We’ve discussed the phases of clinical drug trials here. As a reminder, phase III tests an even larger group of participants (from 1,000-3,000 individuals) than previous phases to confirm findings of safety and effectiveness.

Celiac Drug enters Phase III Clinical Trials

INN-202 is the only drug for celiac disease in this trial phase. If you follow celiac drug clinical trials, you may be familiar with the drug under its previous name AT1001.

Now called larazotide acetate, this drug is designed to keep the space between cells (tight junctions) in the gut operating properly.

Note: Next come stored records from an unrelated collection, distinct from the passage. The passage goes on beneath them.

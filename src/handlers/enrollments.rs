// src/handlers/enrollments.rs
//
// Enrollment lifecycle. Single enrollment is an upsert (duplicates are a
// no-op, cancelled rows reactivate); the bulk endpoint reports per-student
// outcomes instead of aborting on the first failure.

use axum::{
    Extension, Json,
    extract::{Path, Query, State},
    http::StatusCode,
    response::IntoResponse,
};
use serde_json::json;
use validator::Validate;

use crate::{
    error::AppError,
    handlers::{TimeoutParams, with_deadline},
    models::enrollment::{
        BulkEnrollRequest, EnrollOutcome, EnrollOutcomeKind, EnrollRequest,
        UpdateEnrollmentRequest,
    },
    models::exam::{Exam, ExamStatus},
    platform::AuditEvent,
    state::AppState,
    utils::context::TenantContext,
};

fn ensure_enrollment_open(exam: &Exam) -> Result<(), AppError> {
    if exam.status != ExamStatus::Scheduled {
        return Err(AppError::Conflict(format!(
            "enrollment is only open while the exam is scheduled, not {}",
            exam.status
        )));
    }
    Ok(())
}

pub async fn enroll_student(
    State(state): State<AppState>,
    Extension(ctx): Extension<TenantContext>,
    Path(exam_id): Path<i64>,
    Json(payload): Json<EnrollRequest>,
) -> Result<impl IntoResponse, AppError> {
    let exam = state.store.get_exam(ctx.college_id, exam_id).await?;
    ensure_enrollment_open(&exam)?;
    state
        .directory
        .get_student(ctx.college_id, payload.student_id)
        .await?;

    let (enrollment, outcome) = state
        .store
        .enroll_student(ctx.college_id, exam_id, payload.student_id)
        .await?;

    state
        .audit
        .record(AuditEvent {
            college_id: ctx.college_id,
            actor_id: ctx.user_id,
            action: "enrollment.created",
            entity: format!("enrollment:{}", enrollment.id),
            detail: json!({ "exam_id": exam_id, "student_id": payload.student_id, "outcome": outcome }),
        })
        .await;

    let code = match outcome {
        EnrollOutcomeKind::AlreadyEnrolled => StatusCode::OK,
        _ => StatusCode::CREATED,
    };
    Ok((
        code,
        Json(json!({
            "data": { "enrollment": enrollment, "outcome": outcome },
            "status": "ok",
        })),
    ))
}

pub async fn enroll_bulk(
    State(state): State<AppState>,
    Extension(ctx): Extension<TenantContext>,
    Path(exam_id): Path<i64>,
    Query(timeout): Query<TimeoutParams>,
    Json(payload): Json<BulkEnrollRequest>,
) -> Result<impl IntoResponse, AppError> {
    payload
        .validate()
        .map_err(|e| AppError::Validation(e.to_string()))?;
    let exam = state.store.get_exam(ctx.college_id, exam_id).await?;
    ensure_enrollment_open(&exam)?;

    let outcomes = with_deadline(&state.config, timeout.timeout_ms, async {
        let mut outcomes = Vec::with_capacity(payload.student_ids.len());
        for student_id in payload.student_ids {
            let outcome = match state.directory.get_student(ctx.college_id, student_id).await {
                Err(err) => EnrollOutcome {
                    student_id,
                    outcome: EnrollOutcomeKind::Failed,
                    detail: Some(err.to_string()),
                },
                Ok(_) => match state
                    .store
                    .enroll_student(ctx.college_id, exam_id, student_id)
                    .await
                {
                    Ok((_, kind)) => EnrollOutcome {
                        student_id,
                        outcome: kind,
                        detail: None,
                    },
                    Err(err) => EnrollOutcome {
                        student_id,
                        outcome: EnrollOutcomeKind::Failed,
                        detail: Some(err.to_string()),
                    },
                },
            };
            outcomes.push(outcome);
        }
        Ok(outcomes)
    })
    .await?;

    state
        .audit
        .record(AuditEvent {
            college_id: ctx.college_id,
            actor_id: ctx.user_id,
            action: "enrollment.bulk",
            entity: format!("exam:{}", exam_id),
            detail: json!({
                "requested": outcomes.len(),
                "failed": outcomes
                    .iter()
                    .filter(|o| o.outcome == EnrollOutcomeKind::Failed)
                    .count(),
            }),
        })
        .await;

    Ok(Json(json!({ "data": { "outcomes": outcomes }, "status": "ok" })))
}

pub async fn list_enrollments(
    State(state): State<AppState>,
    Extension(ctx): Extension<TenantContext>,
    Path(exam_id): Path<i64>,
) -> Result<impl IntoResponse, AppError> {
    let enrollments = state.store.list_enrollments(ctx.college_id, exam_id).await?;
    Ok(Json(json!({ "data": enrollments, "status": "ok" })))
}

pub async fn student_enrollments(
    State(state): State<AppState>,
    Extension(ctx): Extension<TenantContext>,
    Path(student_id): Path<i64>,
) -> Result<impl IntoResponse, AppError> {
    let enrollments = state
        .store
        .student_enrollments(ctx.college_id, student_id)
        .await?;
    Ok(Json(json!({ "data": enrollments, "status": "ok" })))
}

pub async fn update_enrollment(
    State(state): State<AppState>,
    Extension(ctx): Extension<TenantContext>,
    Path(enrollment_id): Path<i64>,
    Json(payload): Json<UpdateEnrollmentRequest>,
) -> Result<impl IntoResponse, AppError> {
    let enrollment = state
        .store
        .update_enrollment_status(ctx.college_id, enrollment_id, payload.status)
        .await?;

    state
        .audit
        .record(AuditEvent {
            college_id: ctx.college_id,
            actor_id: ctx.user_id,
            action: "enrollment.status_changed",
            entity: format!("enrollment:{}", enrollment_id),
            detail: json!({ "status": enrollment.status }),
        })
        .await;

    Ok(Json(json!({ "data": enrollment, "status": "ok" })))
}

pub async fn delete_enrollment(
    State(state): State<AppState>,
    Extension(ctx): Extension<TenantContext>,
    Path(enrollment_id): Path<i64>,
) -> Result<impl IntoResponse, AppError> {
    state
        .store
        .delete_enrollment(ctx.college_id, enrollment_id)
        .await?;

    state
        .audit
        .record(AuditEvent {
            college_id: ctx.college_id,
            actor_id: ctx.user_id,
            action: "enrollment.deleted",
            entity: format!("enrollment:{}", enrollment_id),
            detail: json!({}),
        })
        .await;

    Ok(Json(
        json!({ "data": { "id": enrollment_id, "deleted": true }, "status": "ok" }),
    ))
}
fn decode_elements(
    mut input: &[u8],
    credentials: &CredentialStore,
    advertisement: &mut Advertisement,
) -> Result<(), CodecError> {
    while !input.is_empty() {
        let (de, used) = parse_one(input)?;
        input = &input[used..];

        match de.ty {
            DataElementType::PublicIdentity => {
                advertisement.identity_type = Some(IdentityType::Public);
            }
            DataElementType::PrivateIdentity | DataElementType::ContactsIdentity => {
                decode_encrypted_identity(&de, credentials, advertisement)?;
            }
            DataElementType::Salt => {
                if de.value.len() != 2 {
                    return Err(CodecError::OutOfRange);
                }
                advertisement
                    .data_elements
                    .push(DecodedElement::Salt([de.value[0], de.value[1]]));
            }
            DataElementType::TxPowerAction => {
                if de.value.is_empty() {
                    return Err(CodecError::OutOfRange);
                }
                advertisement
                    .data_elements
                    .push(DecodedElement::TxPower(de.value[0]));
                if de.value.len() > 1 {
                    let action = Action::decode(&de.value[1..]);
                    advertisement.data_elements.push(DecodedElement::Action(action));
                }
            }
            DataElementType::Action => {
                advertisement
                    .data_elements
                    .push(DecodedElement::Action(Action::decode(&de.value)));
            }
            DataElementType::ModelId => {
                if de.value.len() != 3 {
                    return Err(CodecError::OutOfRange);
                }
                advertisement
                    .data_elements
                    .push(DecodedElement::ModelId([de.value[0], de.value[1], de.value[2]]));
            }
            DataElementType::EddystoneId => {
                advertisement
                    .data_elements
                    .push(DecodedElement::EddystoneId(de.value));
            }
            DataElementType::AccountKeyData => {
                advertisement
                    .data_elements
                    .push(DecodedElement::AccountKeyData(de.value));
            }
            DataElementType::ConnectionStatus => {
                advertisement
                    .data_elements
                    .push(DecodedElement::ConnectionStatus(de.value));
            }
            DataElementType::Battery => {
                advertisement.data_elements.push(DecodedElement::Battery(de.value));
            }
            DataElementType::Unknown(tag) => {
                advertisement
                    .data_elements
                    .push(DecodedElement::Unknown { tag, value: de.value });
            }
        }
    }
    Ok(())
}

fn decode_encrypted_identity(
    de: &DataElement,
    credentials: &CredentialStore,
    advertisement: &mut Advertisement,
) -> Result<(), CodecError> {
    if de.value.len() < ENCRYPTED_IDENTITY_EXTRA_LEN {
        return Err(CodecError::OutOfRange);
    }
    let salt = [de.value[0], de.value[1]];
    let ciphertext = &de.value[2..];

    let identity = match de.ty {
        DataElementType::PrivateIdentity => IdentityType::PrivateGroup,
        DataElementType::ContactsIdentity => IdentityType::ContactsGroup,
        _ => unreachable!(),
    };

    for candidate in credentials.candidates(identity) {
        let encryptor = LdtEncryptor::new(&candidate.key_seed, &candidate.metadata_encryption_key_tag);
        if let Ok(plaintext) = encryptor.decrypt_and_verify(ciphertext, &salt) {
            if plaintext.len() < METADATA_KEY_LEN {
                return Err(CodecError::OutOfRange);
            }
            let mut metadata_key = [0u8; METADATA_KEY_LEN];
            metadata_key.copy_from_slice(&plaintext[..METADATA_KEY_LEN]);

            advertisement.data_elements.push(DecodedElement::Salt(salt));
            advertisement.identity_type = Some(identity);
            advertisement.metadata_key = Some(metadata_key);
            advertisement.matched_credential_id = Some(candidate.id.clone());

            return decode_elements(&plaintext[METADATA_KEY_LEN..], credentials, advertisement);
        }
    }

    Err(CodecError::NoMatchingCredential)
}

#[cfg(test)]
mod tests {
    use super::*;
    use crate::advertisement::action::ActionFlag;
    use crate::advertisement::credential::SharedCredential;

    #[test]
    fn scenario_public_identity_single_de() {
        let bytes =
            AdvertisementCodec::encode_public(&[PlainElement::TxPower(3)], ActionDeStyle::Separate)
                .unwrap();
        assert_eq!(bytes, vec![0x00, 0x15, 0x03]);

        let decoded = AdvertisementCodec::decode(&bytes, &CredentialStore::new()).unwrap();
        assert_eq!(decoded.data_elements, vec![DecodedElement::TxPower(0x03)]);
    }

    #[test]
    fn scenario_public_identity_multi_de() {
        let elements = [
            PlainElement::TxPower(5),
            PlainElement::Action(Action::default().with_flag(ActionFlag::NearbyShare)),
        ];
        let bytes = AdvertisementCodec::encode_public(&elements, ActionDeStyle::Separate).unwrap();
        assert_eq!(bytes, vec![0x00, 0x15, 0x05, 0x26, 0x00, 0x40]);

        let decoded = AdvertisementCodec::decode(&bytes, &CredentialStore::new()).unwrap();
        assert_eq!(
            decoded.data_elements,
            vec![
                DecodedElement::TxPower(0x05),
                DecodedElement::Action(Action::default().with_flag(ActionFlag::NearbyShare)),
            ]
        );
    }

    #[test]
    fn combined_style_packs_tx_power_and_action_into_one_de() {
        let elements = [
            PlainElement::TxPower(5),
            PlainElement::Action(Action::default().with_flag(ActionFlag::NearbyShare)),
        ];
        let bytes = AdvertisementCodec::encode_public(&elements, ActionDeStyle::Combined).unwrap();
        // header: length nibble 3 (tx power byte + 2 action bytes), type 0x5
        assert_eq!(bytes, vec![0x00, 0x35, 0x05, 0x00, 0x40]);

        let decoded = AdvertisementCodec::decode(&bytes, &CredentialStore::new()).unwrap();
        assert_eq!(
            decoded.data_elements,
            vec![
                DecodedElement::TxPower(0x05),
                DecodedElement::Action(Action::default().with_flag(ActionFlag::NearbyShare)),
            ]
        );
    }

    #[test]
    fn encrypted_private_identity_round_trips_with_matching_credential() {
        let credential = LocalCredential {
            id: "cred-1".into(),
            key_seed: [0x11; 32],
            metadata_encryption_key_tag: [0x22; 32],
        };
        let metadata_key = [0xABu8; 14];
        let salt = [0x22, 0x22];

        let bytes = AdvertisementCodec::encode_encrypted(
            IdentityType::PrivateGroup,
            &credential,
            &metadata_key,
            salt,
            &[PlainElement::TxPower(3)],
            ActionDeStyle::Separate,
        )
        .unwrap();

        let mut store = CredentialStore::new();
        store.insert(IdentityType::PrivateGroup, SharedCredential::from(&credential));

        let decoded = AdvertisementCodec::decode(&bytes, &store).unwrap();
        assert_eq!(decoded.identity_type, Some(IdentityType::PrivateGroup));
        assert_eq!(decoded.metadata_key, Some(metadata_key));
        assert_eq!(decoded.matched_credential_id, Some("cred-1".into()));
        assert_eq!(
            decoded.data_elements,
            vec![DecodedElement::Salt(salt), DecodedElement::TxPower(0x03)]
        );
    }

    #[test]
    fn encrypted_identity_with_no_matching_credential_is_rejected() {
        let credential = LocalCredential {
            id: "cred-1".into(),
            key_seed: [0x33; 32],
            metadata_encryption_key_tag: [0x44; 32],
        };
        let bytes = AdvertisementCodec::encode_encrypted(
            IdentityType::PrivateGroup,
            &credential,
            &[0u8; 14],
            [0x01, 0x02],
            &[],
            ActionDeStyle::Separate,
        )
        .unwrap();

        let err = AdvertisementCodec::decode(&bytes, &CredentialStore::new()).unwrap_err();
        assert_eq!(err, CodecError::NoMatchingCredential);
    }

    #[test]
    fn rejects_unsupported_version() {
        let err = AdvertisementCodec::decode(&[0x01], &CredentialStore::new()).unwrap_err();
        assert_eq!(err, CodecError::Unsupported);
    }
}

For example, taking the drug before eating could keep the junctions closed and prevent the inflammatory reaction to gluten in celiac patients.

The FDA awarded INN-202 fast track designation to expedite the development and testing of the drug due to the lack of any treatment for celiac disease beyond the gluten-free diet.

The drug company suggests this treatment could “potentially help those who have symptoms even though they follow a gluten-free diet”.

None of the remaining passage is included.